I don’t think I’d call Kingdom Hearts 1 a self-contained story, because of the ending leaving a lot to the sequels, but it’s probably one of the most straightforward stories in the series. It’s told in a simple way, but it belies complex, nuanced things about growing up and responding to change.
It was really good at kicking off the story and giving perspective to the trio’s sudden coming of age and having their world turned around. I joined the fandom kind of late, so I don’t know if this has already been done to death or not, but at least from opinions on Kairi and, to a lesser extent, Sora, I’m guessing it hasn’t really.
KH1 is a story that sets up each of the members of the main trio as wet behind the ears, kids who were thrown into more than they bargained for, kids who were changed by it. Riku’s a play on the usual villain, Sora’s a play on the usual chosen hero, and Kairi’s a play on the usual damsel.

We’re finally free.

Riku’s arc is most obvious. He’s the best on his islands, the strongest, the smartest, the most adventurous, and everyone talks about how capable Riku is and how Kairi won’t have to worry about anything as long as he’s around. Riku’s a protector, and he’s the best –those are important aspects to his self-image. And the islands are too small for him. He’s strong, but never strong enough, but there’s nothing on his islands that he hasn’t seen enough of. There’s more out there, and his desire to see it and grow from it and lead his friends to it is so sincere that it’s changing him.
So he does whatever he can. A raft can only take them so far, so he “thinks of something else,” something that’s been on his mind since he first saw the keyhole. But he made a mistake –despite his expectations, neither Sora nor Kairi was there. And the next time he meets Sora, Sora’s already got new friends and can stand on his own two feet, even though Riku’s always been the protector and the best.
And then Riku’s fall to darkness, his defeat, his regret and desire to at least see Sora and Kairi one more time if he was really dead, it’s all well-known and straightforward, especially with the new scenes in the Remix, I really don’t need to go into it. He sought freedom the most, and ended the game by giving up his freedom and becoming effectively trapped in a much worse prison than Destiny Islands ever was.

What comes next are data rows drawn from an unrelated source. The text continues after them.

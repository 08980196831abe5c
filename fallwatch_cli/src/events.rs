//! JSON-lines delivery of confirmed falls.
//!
//! One object per line: `{"device_id":"...","ts":<unix secs>,"severe":bool}`.
//! Runs on the `QueuedSink` worker thread, so blocking on the writer is fine.

use std::fs::OpenOptions;
use std::io::{self, BufWriter, Write};
use std::path::Path;

use fallwatch_traits::{EventSink, FallEvent, PublishError};
use serde_json::json;

pub struct JsonLinesSink<W: Write> {
    out: W,
}

impl<W: Write> JsonLinesSink<W> {
    pub fn new(out: W) -> Self {
        Self { out }
    }

    #[cfg(test)]
    pub fn into_inner(self) -> W {
        self.out
    }
}

/// Stdout, or the file at `path` opened for append.
pub fn open_output(path: Option<&str>) -> eyre::Result<Box<dyn Write + Send>> {
    match path {
        None => Ok(Box::new(io::stdout())),
        Some(p) => {
            let file = OpenOptions::new()
                .create(true)
                .append(true)
                .open(Path::new(p))
                .map_err(|e| eyre::eyre!("open event output {p:?}: {e}"))?;
            Ok(Box::new(BufWriter::new(file)))
        }
    }
}

pub fn event_json(event: &FallEvent) -> serde_json::Value {
    json!({
        "device_id": event.device_id,
        "ts": event.unix_secs(),
        "severe": event.severe,
    })
}

impl<W: Write> EventSink for JsonLinesSink<W> {
    fn publish(&mut self, event: FallEvent) -> Result<(), PublishError> {
        let line = event_json(&event).to_string();
        writeln!(self.out, "{line}")
            .and_then(|()| self.out.flush())
            .map_err(|e| PublishError::Delivery(e.to_string()))
    }
}

#[cfg(test)]
mod tests {
    use super::*;
    use std::time::{Duration, SystemTime};

    fn event(severe: bool) -> FallEvent {
        FallEvent {
            device_id: "bed-3".into(),
            timestamp: SystemTime::UNIX_EPOCH + Duration::from_secs(1_700_000_000),
            severe,
        }
    }

    #[test]
    fn writes_one_object_per_line() {
        let mut sink = JsonLinesSink::new(Vec::new());
        sink.publish(event(true)).unwrap();
        sink.publish(event(false)).unwrap();
        let text = String::from_utf8(sink.into_inner()).unwrap();
        let lines: Vec<serde_json::Value> = text
            .lines()
            .map(|l| serde_json::from_str(l).unwrap())
            .collect();
        assert_eq!(lines.len(), 2);
        assert_eq!(lines[0]["device_id"], "bed-3");
        assert_eq!(lines[0]["ts"], 1_700_000_000u64);
        assert_eq!(lines[0]["severe"], true);
        assert_eq!(lines[1]["severe"], false);
    }

    struct Broken;

    impl Write for Broken {
        fn write(&mut self, _: &[u8]) -> io::Result<usize> {
            Err(io::Error::new(io::ErrorKind::BrokenPipe, "reader went away"))
        }
        fn flush(&mut self) -> io::Result<()> {
            Ok(())
        }
    }

    #[test]
    fn write_failure_is_a_delivery_error() {
        let mut sink = JsonLinesSink::new(Broken);
        let err = sink.publish(event(true)).unwrap_err();
        assert!(matches!(err, PublishError::Delivery(msg) if msg.contains("reader went away")));
    }

    #[test]
    fn file_output_appends() {
        let dir = tempfile::tempdir().unwrap();
        let path = dir.path().join("events.jsonl");
        let p = path.to_str().unwrap();
        for severe in [true, false] {
            let mut sink = JsonLinesSink::new(open_output(Some(p)).unwrap());
            sink.publish(event(severe)).unwrap();
        }
        let text = std::fs::read_to_string(&path).unwrap();
        assert_eq!(text.lines().count(), 2);
    }
}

I wonder if I could find Riku and Kairi...
Sora’s is subtler, but his character arc is there, too. Sora’s excited to see the outside world because it’s adventure. Sora’s the not-as-good-as-Riku, the laid-back, happy-go-lucky kid who will do anything for his friends. He’s pretty simple minded and easy to read.
His growth is all about expanding his horizons. He didn’t hate the islands or think of them as some prison, but he did want to see all the worlds out there. He didn’t care about saving the worlds or finding Donald and Goofy’s king at first, though. He went along with them solely because the others told him it might be a way to help him find his friends, even though Donald didn’t care either way if they could or not. Sora has his moments of weakness, sadness, and confusion, but he tends to downplay them and put on a smile in most of those times.
Through seeing the other worlds and meddling, he gained more connections than he ever had on his little island. The climax of that came when he said that his power came from his hands, who would be with him no matter what –and used that line against his long-time best friend, himself. Sora’s a play on the usual hero because he didn’t care about saving the worlds or abstract things like that. He cared about the relationships he eventually developed, and that’s what made him want to help the worlds and that’s what gave him his power. Despite being built on the power of friendship, he’s willing to call out and fight his best friend, and despite having the least personal reason to seek outside worlds, his horizons where the ones that were extended the most.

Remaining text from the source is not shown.